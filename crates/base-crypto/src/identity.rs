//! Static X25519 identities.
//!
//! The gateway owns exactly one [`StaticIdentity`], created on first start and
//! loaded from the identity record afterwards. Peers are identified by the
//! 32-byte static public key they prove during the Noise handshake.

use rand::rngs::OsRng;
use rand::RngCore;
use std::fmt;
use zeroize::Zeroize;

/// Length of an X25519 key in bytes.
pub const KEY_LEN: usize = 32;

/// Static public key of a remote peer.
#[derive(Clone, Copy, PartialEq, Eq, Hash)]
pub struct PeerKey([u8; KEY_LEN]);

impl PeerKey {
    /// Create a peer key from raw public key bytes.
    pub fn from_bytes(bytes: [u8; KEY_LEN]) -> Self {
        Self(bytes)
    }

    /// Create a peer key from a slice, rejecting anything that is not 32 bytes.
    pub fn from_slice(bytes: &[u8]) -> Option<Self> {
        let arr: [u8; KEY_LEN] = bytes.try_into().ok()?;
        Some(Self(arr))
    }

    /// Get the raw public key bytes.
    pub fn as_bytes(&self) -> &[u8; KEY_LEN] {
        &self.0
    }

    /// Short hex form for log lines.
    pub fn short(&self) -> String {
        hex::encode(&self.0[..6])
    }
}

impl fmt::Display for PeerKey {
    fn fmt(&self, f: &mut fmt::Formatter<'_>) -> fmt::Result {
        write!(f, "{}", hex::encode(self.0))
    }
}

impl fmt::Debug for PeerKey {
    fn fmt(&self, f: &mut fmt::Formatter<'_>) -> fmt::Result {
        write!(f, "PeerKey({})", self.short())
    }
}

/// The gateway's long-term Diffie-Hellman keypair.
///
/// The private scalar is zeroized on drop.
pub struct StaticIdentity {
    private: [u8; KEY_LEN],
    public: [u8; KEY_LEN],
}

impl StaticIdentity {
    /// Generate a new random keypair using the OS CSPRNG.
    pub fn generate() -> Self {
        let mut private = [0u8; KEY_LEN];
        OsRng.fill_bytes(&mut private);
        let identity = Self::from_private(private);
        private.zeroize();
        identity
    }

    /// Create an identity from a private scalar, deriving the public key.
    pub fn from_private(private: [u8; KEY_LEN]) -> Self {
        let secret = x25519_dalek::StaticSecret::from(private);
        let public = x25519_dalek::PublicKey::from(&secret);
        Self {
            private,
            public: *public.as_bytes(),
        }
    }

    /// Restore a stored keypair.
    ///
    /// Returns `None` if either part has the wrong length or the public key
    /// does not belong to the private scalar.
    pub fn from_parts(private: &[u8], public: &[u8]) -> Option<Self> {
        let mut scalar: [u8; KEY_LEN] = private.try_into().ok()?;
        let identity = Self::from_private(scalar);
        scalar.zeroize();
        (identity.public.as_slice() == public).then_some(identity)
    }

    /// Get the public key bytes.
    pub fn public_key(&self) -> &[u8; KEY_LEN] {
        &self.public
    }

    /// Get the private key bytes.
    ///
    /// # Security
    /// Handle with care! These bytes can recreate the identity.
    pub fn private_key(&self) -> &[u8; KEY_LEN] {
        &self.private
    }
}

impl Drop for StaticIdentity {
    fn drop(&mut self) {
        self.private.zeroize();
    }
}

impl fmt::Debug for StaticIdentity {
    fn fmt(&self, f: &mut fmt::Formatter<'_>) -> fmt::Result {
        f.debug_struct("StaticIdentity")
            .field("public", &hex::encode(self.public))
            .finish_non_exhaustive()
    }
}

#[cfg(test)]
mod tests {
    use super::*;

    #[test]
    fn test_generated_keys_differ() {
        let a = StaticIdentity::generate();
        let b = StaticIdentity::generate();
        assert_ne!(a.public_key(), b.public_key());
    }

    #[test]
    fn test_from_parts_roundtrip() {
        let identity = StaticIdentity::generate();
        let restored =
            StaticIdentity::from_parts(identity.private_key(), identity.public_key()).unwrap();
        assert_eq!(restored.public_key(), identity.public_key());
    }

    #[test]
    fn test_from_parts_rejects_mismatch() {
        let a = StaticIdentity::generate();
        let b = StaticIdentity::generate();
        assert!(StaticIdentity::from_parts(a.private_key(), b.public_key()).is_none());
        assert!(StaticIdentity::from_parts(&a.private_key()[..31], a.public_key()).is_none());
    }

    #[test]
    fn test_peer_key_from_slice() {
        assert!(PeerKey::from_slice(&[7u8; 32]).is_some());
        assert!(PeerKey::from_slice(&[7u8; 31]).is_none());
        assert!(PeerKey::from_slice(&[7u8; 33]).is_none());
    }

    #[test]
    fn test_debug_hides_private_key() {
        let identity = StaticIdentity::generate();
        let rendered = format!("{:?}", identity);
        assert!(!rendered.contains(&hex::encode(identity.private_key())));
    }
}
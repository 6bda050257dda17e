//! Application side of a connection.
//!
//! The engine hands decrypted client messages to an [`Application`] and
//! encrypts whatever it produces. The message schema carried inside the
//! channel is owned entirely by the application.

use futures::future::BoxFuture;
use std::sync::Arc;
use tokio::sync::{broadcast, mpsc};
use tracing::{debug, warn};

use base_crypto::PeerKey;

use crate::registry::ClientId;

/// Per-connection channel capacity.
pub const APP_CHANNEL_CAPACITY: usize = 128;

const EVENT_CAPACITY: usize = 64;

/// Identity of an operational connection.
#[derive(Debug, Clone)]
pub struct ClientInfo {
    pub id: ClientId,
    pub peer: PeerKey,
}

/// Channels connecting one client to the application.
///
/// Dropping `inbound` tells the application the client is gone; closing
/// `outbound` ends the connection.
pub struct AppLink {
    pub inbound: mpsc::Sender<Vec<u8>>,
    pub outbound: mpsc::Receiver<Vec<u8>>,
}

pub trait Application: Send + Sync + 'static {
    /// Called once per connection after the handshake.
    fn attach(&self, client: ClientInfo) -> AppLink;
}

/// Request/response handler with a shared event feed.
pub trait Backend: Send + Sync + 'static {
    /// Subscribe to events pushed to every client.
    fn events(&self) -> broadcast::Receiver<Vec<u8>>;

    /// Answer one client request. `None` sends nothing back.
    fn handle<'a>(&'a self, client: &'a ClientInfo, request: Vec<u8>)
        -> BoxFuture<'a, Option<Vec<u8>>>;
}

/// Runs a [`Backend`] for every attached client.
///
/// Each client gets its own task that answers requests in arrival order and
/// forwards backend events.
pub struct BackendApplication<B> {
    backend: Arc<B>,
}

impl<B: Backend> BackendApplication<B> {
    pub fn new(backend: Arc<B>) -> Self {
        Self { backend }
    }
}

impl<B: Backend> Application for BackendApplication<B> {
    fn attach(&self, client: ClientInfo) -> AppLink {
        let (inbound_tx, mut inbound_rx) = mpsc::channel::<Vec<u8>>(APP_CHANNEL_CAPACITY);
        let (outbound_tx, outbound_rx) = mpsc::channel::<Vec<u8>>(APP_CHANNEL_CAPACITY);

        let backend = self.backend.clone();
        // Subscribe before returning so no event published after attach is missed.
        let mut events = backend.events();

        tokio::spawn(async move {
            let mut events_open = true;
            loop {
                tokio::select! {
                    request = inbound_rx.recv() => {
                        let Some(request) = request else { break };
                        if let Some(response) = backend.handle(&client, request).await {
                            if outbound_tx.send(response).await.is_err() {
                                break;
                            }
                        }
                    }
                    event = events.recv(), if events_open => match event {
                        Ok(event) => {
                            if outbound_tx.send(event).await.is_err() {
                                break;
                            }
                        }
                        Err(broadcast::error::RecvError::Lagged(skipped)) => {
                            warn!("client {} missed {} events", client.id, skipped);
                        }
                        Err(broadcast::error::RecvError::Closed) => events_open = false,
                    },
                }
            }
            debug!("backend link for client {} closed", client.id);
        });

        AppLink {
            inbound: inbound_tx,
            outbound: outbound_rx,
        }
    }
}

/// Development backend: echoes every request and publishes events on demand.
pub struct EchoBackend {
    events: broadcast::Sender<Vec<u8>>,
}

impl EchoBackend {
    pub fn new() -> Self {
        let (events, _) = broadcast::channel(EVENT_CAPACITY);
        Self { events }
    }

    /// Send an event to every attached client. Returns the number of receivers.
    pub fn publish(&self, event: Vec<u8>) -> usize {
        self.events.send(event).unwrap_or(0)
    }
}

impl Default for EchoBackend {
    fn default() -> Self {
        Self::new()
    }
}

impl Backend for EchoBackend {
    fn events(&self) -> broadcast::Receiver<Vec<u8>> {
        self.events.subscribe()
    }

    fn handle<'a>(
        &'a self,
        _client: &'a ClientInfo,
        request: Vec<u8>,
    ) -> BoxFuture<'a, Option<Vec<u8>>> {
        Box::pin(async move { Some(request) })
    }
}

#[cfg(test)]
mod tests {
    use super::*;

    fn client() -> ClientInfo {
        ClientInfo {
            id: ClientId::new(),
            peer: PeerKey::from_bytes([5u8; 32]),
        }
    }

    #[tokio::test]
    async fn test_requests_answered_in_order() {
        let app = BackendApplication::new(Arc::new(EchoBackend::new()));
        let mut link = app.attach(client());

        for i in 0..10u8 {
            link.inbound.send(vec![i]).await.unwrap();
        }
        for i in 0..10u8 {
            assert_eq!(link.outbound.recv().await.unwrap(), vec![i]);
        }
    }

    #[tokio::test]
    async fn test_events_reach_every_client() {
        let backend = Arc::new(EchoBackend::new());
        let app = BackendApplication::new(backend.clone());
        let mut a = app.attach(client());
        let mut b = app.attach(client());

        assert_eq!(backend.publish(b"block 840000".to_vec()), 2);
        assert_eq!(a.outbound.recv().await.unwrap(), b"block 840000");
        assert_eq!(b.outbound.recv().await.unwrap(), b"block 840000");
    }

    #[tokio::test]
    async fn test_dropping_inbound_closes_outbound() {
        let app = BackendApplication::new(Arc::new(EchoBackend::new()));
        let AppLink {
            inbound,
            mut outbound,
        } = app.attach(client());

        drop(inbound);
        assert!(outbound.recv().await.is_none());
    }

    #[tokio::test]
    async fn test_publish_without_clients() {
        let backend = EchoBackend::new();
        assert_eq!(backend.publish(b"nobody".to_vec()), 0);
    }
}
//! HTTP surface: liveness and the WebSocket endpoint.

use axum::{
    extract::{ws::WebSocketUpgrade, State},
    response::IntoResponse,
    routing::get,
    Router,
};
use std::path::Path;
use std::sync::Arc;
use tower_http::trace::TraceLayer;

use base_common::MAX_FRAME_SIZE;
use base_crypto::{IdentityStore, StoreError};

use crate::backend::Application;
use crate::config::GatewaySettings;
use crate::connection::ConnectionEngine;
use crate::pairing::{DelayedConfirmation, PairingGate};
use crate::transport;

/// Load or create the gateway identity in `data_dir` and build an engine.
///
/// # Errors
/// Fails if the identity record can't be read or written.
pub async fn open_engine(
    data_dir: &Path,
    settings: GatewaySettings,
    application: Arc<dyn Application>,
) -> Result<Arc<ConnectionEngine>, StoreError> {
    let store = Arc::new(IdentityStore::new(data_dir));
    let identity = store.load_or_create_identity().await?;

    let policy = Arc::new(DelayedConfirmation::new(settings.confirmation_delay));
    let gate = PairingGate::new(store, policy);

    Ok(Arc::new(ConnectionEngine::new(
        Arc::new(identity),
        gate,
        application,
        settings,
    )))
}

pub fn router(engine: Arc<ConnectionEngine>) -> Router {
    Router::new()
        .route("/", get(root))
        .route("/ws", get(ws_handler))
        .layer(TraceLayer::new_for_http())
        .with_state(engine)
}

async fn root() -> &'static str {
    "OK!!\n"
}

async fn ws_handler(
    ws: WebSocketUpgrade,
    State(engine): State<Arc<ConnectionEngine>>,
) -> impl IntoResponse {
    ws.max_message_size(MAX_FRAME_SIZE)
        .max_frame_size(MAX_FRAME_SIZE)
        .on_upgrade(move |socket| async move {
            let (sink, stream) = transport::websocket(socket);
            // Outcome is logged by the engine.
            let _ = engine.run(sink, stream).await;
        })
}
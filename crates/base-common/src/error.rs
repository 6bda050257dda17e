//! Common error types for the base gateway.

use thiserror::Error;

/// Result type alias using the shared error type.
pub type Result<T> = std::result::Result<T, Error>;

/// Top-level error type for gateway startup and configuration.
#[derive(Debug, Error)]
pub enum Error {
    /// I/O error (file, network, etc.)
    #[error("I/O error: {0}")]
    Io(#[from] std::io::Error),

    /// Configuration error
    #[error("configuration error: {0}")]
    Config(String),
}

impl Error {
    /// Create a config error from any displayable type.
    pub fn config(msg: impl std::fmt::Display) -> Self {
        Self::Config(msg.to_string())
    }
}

*****

### PROMPT
Would you please return all lines from the listing above that contain "PairingGate"?

### WRITTEN ANSWER
use crate::pairing::{DelayedConfirmation, PairingGate};
    let gate = PairingGate::new(store, policy);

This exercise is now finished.